La caravana hondureña de López Obrador
Las crisis políticas, económico-financieras, diplomáticas o militares no se producen cuando los hombres las desean o las esperan. Suceden con un grado de imprevisibilidad incalculable, sobre todo en un mundo “globalizado”, donde lo que afecta a unos repercute en otros.
Por lo menos desde el verano de 2014, México enfrenta el desafío de las consecuencias políticas internas en Estados Unidos de la migración centroamericana. Esta transita por territorio mexicano, llega a nuestra frontera e ingresa a Estados Unidos. Lo hace en familia, con menores no acompañados, solicitando asilo o intentando internarse a Estados Unidos sin papeles. Muchos llegan a padecer abusos inenarrables por parte de autoridades y criminales mexicanos (a veces son lo mismo). Otros realizan la travesía resguardados por polleros sin escrúpulos salvo la ley del negocio: quedar bien con el cliente. Desde entonces, y en realidad, a partir de mediados de los años ochenta, cuando comienza la migración –en esa época detonada por las guerras en Centroamérica– del Triángulo del Norte a Estados Unidos, Washington ha presionado a sucesivos gobiernos de México para que le hagan el trabajo sucio. Cada uno ha respondido a su manera: resistiéndose; accediendo, pero insistiendo que es por intereses propios; accediendo sin chistar. Hoy la crisis le toca a López Obrador.

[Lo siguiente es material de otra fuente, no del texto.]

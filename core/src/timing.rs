//! Shared timing constants (spec §4.3, §5).
//!
//! Loaded from the same TOML config both binaries read, with the spec's
//! defaults as fallback, matching the teacher's `toml`-driven config files
//! in `haystack`/`raft` (modernized: `serde` deserialization instead of
//! manual key lookups).

use std::time::Duration;

use serde::{Deserialize, Serialize};

#[derive(Debug, Clone, Copy, Serialize, Deserialize)]
#[serde(default)]
pub struct Timing {
	/// How often a primary pings each backup.
	pub ping_ms: u64,
	/// How often a backup's election watchdog and a primary's health
	/// check run.
	pub check_ms: u64,
	/// How long without primary contact before a backup starts an
	/// election.
	pub timeout_ms: u64,
	/// Per-outbound-request timeout; a missing reply is classified as a
	/// `408` the same as an explicit failure (spec §5).
	pub rpc_timeout_ms: u64,
	/// Default replication factor `R` (total family size) used when no
	/// existing family is available to infer it from (spec §4.4A step 2).
	pub replication_factor: usize,
	/// Per-family file count above which a primary refuses further
	/// creating operations (spec §4.4's routability quota, left as a
	/// concrete constant by the original; see DESIGN.md).
	pub quota_files: usize,
}

impl Default for Timing {
	fn default() -> Self {
		Self {
			ping_ms: 500,
			check_ms: 1_000,
			timeout_ms: 3_000,
			rpc_timeout_ms: 2_000,
			replication_factor: 3,
			quota_files: 10_000,
		}
	}
}

impl Timing {
	pub fn ping(&self) -> Duration {
		Duration::from_millis(self.ping_ms)
	}

	pub fn check(&self) -> Duration {
		Duration::from_millis(self.check_ms)
	}

	pub fn timeout(&self) -> Duration {
		Duration::from_millis(self.timeout_ms)
	}

	pub fn rpc_timeout(&self) -> Duration {
		Duration::from_millis(self.rpc_timeout_ms)
	}
}

#[cfg(test)]
mod tests {
	use super::*;

	#[test]
	fn defaults_match_spec() {
		let t = Timing::default();
		assert_eq!(t.ping_ms, 500);
		assert_eq!(t.timeout_ms, 3_000);
	}
}
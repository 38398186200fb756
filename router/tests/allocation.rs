//! Family-ID monotonicity (spec §8): a failed allocation (pool
//! exhausted) between two successful ones must not have its ID
//! skipped or reused by the next successful allocation.

use std::sync::Arc;

use distfs_core::fs::LocalStore;
use distfs_core::order::PeerAddr;
use distfs_core::timing::Timing;
use distfs_peer::runtime::PeerRuntime;
use distfs_peer::server as peer_server;
use distfs_router::allocation::{AllocationState, Allocator};
use distfs_router::families::Families;
use distfs_router::pool::Pool;

/// A minimal live peer fixture — reuses `distfs_peer`'s real control
/// surface, since it already answers `/liveness`, `/register_family`
/// and `/awaken` the way `distfs-router` expects of a pool peer.
async fn spawn_fixture_peer() -> PeerAddr {
	let listener = tokio::net::TcpListener::bind("127.0.0.1:0").await.unwrap();
	let addr = PeerAddr::new(listener.local_addr().unwrap().to_string());
	let dir = tempfile::tempdir().unwrap();
	let store = LocalStore::open(dir.path()).unwrap();
	let ctx = Arc::new(PeerRuntime::new(addr.clone(), "127.0.0.1:1".to_string(), dir.path().to_path_buf(), store, Timing::default()));
	std::mem::forget(dir);
	let app = peer_server::control_router(ctx);
	tokio::spawn(async move {
		axum::serve(listener, app).await.unwrap();
	});
	tokio::time::sleep(std::time::Duration::from_millis(20)).await;
	addr
}

#[tokio::test]
async fn failed_allocation_does_not_block_or_reuse_its_id() {
	let http = reqwest::Client::new();
	let pool = Pool::new();
	let families = Families::new();
	let allocator = Arc::new(Allocator::new());

	// First attempt: pool is empty, allocation fails.
	let failed_token = allocator.allocate_family(&http, &pool, &families, 3).await;
	assert!(matches!(allocator.state_of(failed_token), Some(AllocationState::Failed)));

	// Second attempt: pool now has one live peer, allocation succeeds.
	let live_peer = spawn_fixture_peer().await;
	pool.seed([live_peer]);
	let ready_token = allocator.allocate_family(&http, &pool, &families, 3).await;

	assert_eq!(ready_token, failed_token + 1, "the failed allocation's id must not be reused or skipped");
	assert!(matches!(allocator.state_of(ready_token), Some(AllocationState::Ready(_))));
}
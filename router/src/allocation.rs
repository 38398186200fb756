//! New-family allocation (spec §4.4A) and the client retry-token table
//! `A` (spec §4.4B).
//!
//! The token is the literal prospective `family_id`, not an opaque
//! UUID, per spec.md's Design Notes recommendation — the family-ID
//! sequence is already unique and monotone under `creation_lock`, so
//! reusing it avoids a second identifier space.

use std::collections::HashMap;
use std::sync::Arc;
use std::sync::Mutex as StdMutex;

use distfs_core::order::{highest_ranked, PeerAddr};
use distfs_core::rpc::{FamilyId, RegisterFamilyRequest};
use distfs_core::{Error, Result};
use tokio::sync::Mutex as AsyncMutex;

use crate::families::{FamilyRecord, Families};
use crate::pool::Pool;
use crate::rpc_client;

#[derive(Debug, Clone)]
pub enum AllocationState {
	Pending,
	Ready(PeerAddr),
	Failed,
}

pub struct Allocator {
	/// The single lock spec §5 names as the one exception allowed to be
	/// held across outbound requests.
	creation_lock: AsyncMutex<()>,
	pending: StdMutex<HashMap<u64, AllocationState>>,
	/// Next `family_id` to hand out. Advances even on a failed
	/// allocation so a dead-pool attempt never hands its ID to a later
	/// successful one (spec §8, family-ID monotonicity).
	next_family_id: StdMutex<u64>,
}

impl Allocator {
	pub fn new() -> Self {
		Self::with_next_id(1)
	}

	/// Starts the counter above `next_id - 1` so a restart with
	/// persisted families never re-mints an already-assigned
	/// `family_id` (spec.md: "family_id = max(existing_ids) + 1").
	pub fn with_next_id(next_id: u64) -> Self {
		Self { creation_lock: AsyncMutex::new(()), pending: StdMutex::new(HashMap::new()), next_family_id: StdMutex::new(next_id) }
	}

	pub fn state_of(&self, token: u64) -> Option<AllocationState> {
		self.pending.lock().expect("allocation table mutex poisoned").get(&token).cloned()
	}

	fn set_state(&self, token: u64, state: AllocationState) {
		self.pending.lock().expect("allocation table mutex poisoned").insert(token, state);
	}

	/// Runs the full spec §4.4A sequence under `creation_lock`, updating
	/// `families` and the retry-token table as it goes. Returns the
	/// token the client should retry with.
	pub async fn allocate_family(
		self: &Arc<Self>,
		http: &reqwest::Client,
		pool: &Pool,
		families: &Families,
		default_replication_factor: usize,
	) -> u64 {
		let _guard = self.creation_lock.lock().await;

		let family_id = {
			let mut next = self.next_family_id.lock().expect("family-id counter mutex poisoned");
			let id = FamilyId(*next);
			*next += 1;
			id
		};
		let token = family_id.0;
		self.set_state(token, AllocationState::Pending);

		let r = families.infer_replication_factor().unwrap_or(default_replication_factor);
		let peers = pool.take_n_reachable(http, r).await;
		if peers.is_empty() {
			tracing::warn!(family_id = token, "new family allocation failed: pool exhausted");
			self.set_state(token, AllocationState::Failed);
			return token;
		}

		let primary = highest_ranked(&peers).cloned().expect("peers is non-empty");
		let backups: Vec<PeerAddr> = peers.iter().filter(|p| **p != primary).cloned().collect();

		for peer in &peers {
			let register = RegisterFamilyRequest { family_id, primary: primary.clone(), backups: backups.clone() };
			if let Err(e) = rpc_client::register_family(http, peer, register).await {
				tracing::warn!(peer = %peer, error = %e, "failed to register peer into new family");
				continue;
			}
			if let Err(e) = rpc_client::awaken(http, peer).await {
				tracing::warn!(peer = %peer, error = %e, "failed to awaken peer into new family");
			}
		}

		families.insert(family_id, FamilyRecord { primary: primary.clone(), backups });
		self.set_state(token, AllocationState::Ready(primary));
		token
	}

	/// Resolves a client's retry token to the forwarding target, or
	/// `Err(NotRoutable)` once allocation is known to have failed.
	pub fn resolve(&self, token: u64) -> Result<Option<PeerAddr>> {
		match self.state_of(token) {
			Some(AllocationState::Ready(addr)) => Ok(Some(addr)),
			Some(AllocationState::Pending) | None => Ok(None),
			Some(AllocationState::Failed) => Err(Error::NotRoutable),
		}
	}
}

#[cfg(test)]
mod tests {
	use super::*;

	#[test]
	fn resolve_unknown_token_is_still_pending() {
		let allocator = Allocator::new();
		assert_eq!(allocator.resolve(999).unwrap(), None);
	}

	#[test]
	fn resolve_failed_allocation_is_not_routable() {
		let allocator = Allocator::new();
		allocator.set_state(1, AllocationState::Failed);
		assert!(matches!(allocator.resolve(1), Err(Error::NotRoutable)));
	}

	#[test]
	fn resolve_ready_allocation_returns_primary() {
		let allocator = Allocator::new();
		allocator.set_state(2, AllocationState::Ready(PeerAddr::new("a:1")));
		assert_eq!(allocator.resolve(2).unwrap(), Some(PeerAddr::new("a:1")));
	}
}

Desde que se suspendió la postura de cero tolerancia de Trump hace tres meses y cesó la separación de las familias centroamericanas del lado norte de la frontera, se ha incrementado dramáticamente el éxodo hondureño y guatemalteco, y en menor medida salvadoreño. Septiembre fue el mes del mayor número de detenciones de centroamericanos en la frontera sur de Estados Unidos en la historia. El volumen ha rebasado la capacidad de alojamiento, procesamiento, alimentación etc. La única solución, de nuevo, es que México haga el trabajo sucio, en la frontera sur de ser posible; si no, en la norte, al impedir allí que los centroamericanos lleguen a los puntos de cruce con Estados Unidos. Es la misma historia de siempre, pero diferente.
Por tres motivos. En primer lugar, porque las cifras son más elevadas, o por lo menos eso dicen las autoridades norteamericanas. En segundo término, porque ya se dio el nuevo TLCAN, y todo indica que, por lo menos en la mente de Trump, sí hubo un quid pro quo: acuerdo y firma en los tiempos de México a cambio de apoyo en materia de drogas y migrantes. Tercero, porque estamos en pleno período electoral, al igual que con Obama en el verano de 2014. Y, por último, porque se trata de ver cómo reacciona un nuevo gobierno de México, que al final del día será quien tome la decisión sobre esta caravana y todas las que sigan, nutridas o ralitas.
A eso viene a México el secretario Pompeo, y a eso ha viajado a Washington en múltiples ocasiones el nuevo secretario de Relaciones de López Obrador. Lo que no sabemos es cuál será el desenlace en estos días, y ya en diciembre. Si hubo ese quid pro quo, AMLO lo suscribió; tendrá que cumplir. Si no entendió de qué se trataba, ahora va a entender. Porque de nuevo, se trata de un tema binario, de esos que repugnan a los políticos mexicanos tradicionales. O entran los hondureños a México, o no. Los que entren, aunque se ubiquen en campos de refugiados de Acnur, buscarán cómo seguir encaminándose a Estados Unidos. Y Trump sí va a verse obligado a hacer algo en su frontera, porque el tema enardece a sus bases, y lo obsesiona a él.
¿Es casualidad la caravana hondureña ahora? ¿Puede desentenderse AMLO hasta dentro de seis semanas? Da más o menos lo mismo. Es su asunto, los centroamericanos allí están y van a seguir llegando, y Trump va a seguir exigiendo que hagamos el trabajo sucio. Uno puede esperar por lo menos que el ala izquierda de la 4-T ya esté dirigiéndose a Tapachula para recibir a los hondureños, e impedir que la Policía Federal impida su ingreso. ¿O de qué lado está la 4-T?